Mobile healthcare clearly is booming. Just look at all the m-health conferences that are popping up around the globe. Obviously, we can't be at them all, but, fortunately, others can be.

One such event was the Computer Assisted Radiology and Surgery (CARS) conference in Geneva, Switzerland, not an m-health meeting per se, but one keynoted by C. Peter Waegemann, VP of the Boston-based mHealth Initiative and, for a quarter century, leader of the now-defunct Medical Records Institute. He switched his focus from medical records to mobile health in 2009, and says the healthcare industry as a whole is headed in the same direction. "The next 25 years are going to be about restructuring radiology and surgical processes, restructuring the whole healthcare approach of clinicians, and integrating new technologies," Waegemann said at the CARS event, AuntMinnie.com reports. "We are going through major change."

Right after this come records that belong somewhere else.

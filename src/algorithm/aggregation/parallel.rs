//! Partitioned grouping pass
//!
//! Large inputs are split into contiguous partitions which are folded in
//! parallel using Rayon. Partial tables are merged in partition order and
//! metrics are derived only from the merged table.

use log::debug;
use rayon::prelude::*;

use crate::algorithm::aggregation::accumulator::AccumulatorTable;
use crate::algorithm::aggregation::bucket::BucketSpec;
use crate::algorithm::aggregation::metric::MetricSpec;
use crate::models::patient::PatientRecord;

/// Fold records into one accumulator table using `partitions` parallel chunks
#[must_use]
pub fn fold_partitioned(
    records: &[PatientRecord],
    spec: &BucketSpec,
    metrics: &[MetricSpec],
    partitions: usize,
) -> AccumulatorTable {
    let partitions = partitions.max(1);
    let chunk_size = records.len().div_ceil(partitions).max(1);
    debug!(
        "Folding {} records for '{}' in chunks of {chunk_size} on {} threads",
        records.len(),
        spec.name(),
        rayon::current_num_threads()
    );

    let partials: Vec<AccumulatorTable> = records
        .par_chunks(chunk_size)
        .enumerate()
        .map(|(i, chunk)| AccumulatorTable::fold(chunk, i * chunk_size, spec, metrics))
        .collect();

    let mut merged = AccumulatorTable::new(spec.buckets().len());
    for partial in &partials {
        merged.merge(partial);
    }
    merged
}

First and foremost, healthcare technology becoming smaller and more decentralized. "What I mean by big to small is from big expensive telemedicine systems to small mobile phone systems, to Internet systems, to low-cost systems," Waegemann said.

The shrinking of IT also means that information is getting out to more people and bringing more patients into the process of delivering care. Legacy systems simply aren't built to handle this sort of continuous communication and monitoring, and Waegemann believes "authority-centric" systems will lose out to networks of mobile devices. "We have to educate people, and we have to change the healthcare communication infrastructure in many ways as those ways come along," he said.

"We are moving toward what I would call participatory healthcare, and in the future it should be everyone from the school nurse to the chiropractor who should care for the patient and be communicating all the time," Waegemann added.

Addressing the specific audience in Geneva, Waegemann explained, "Radiologists should become active team members who discuss a case with colleagues. Radiology reports should not be the primary communication tool. Active, timely communication should replace in many ways what we have done in the past."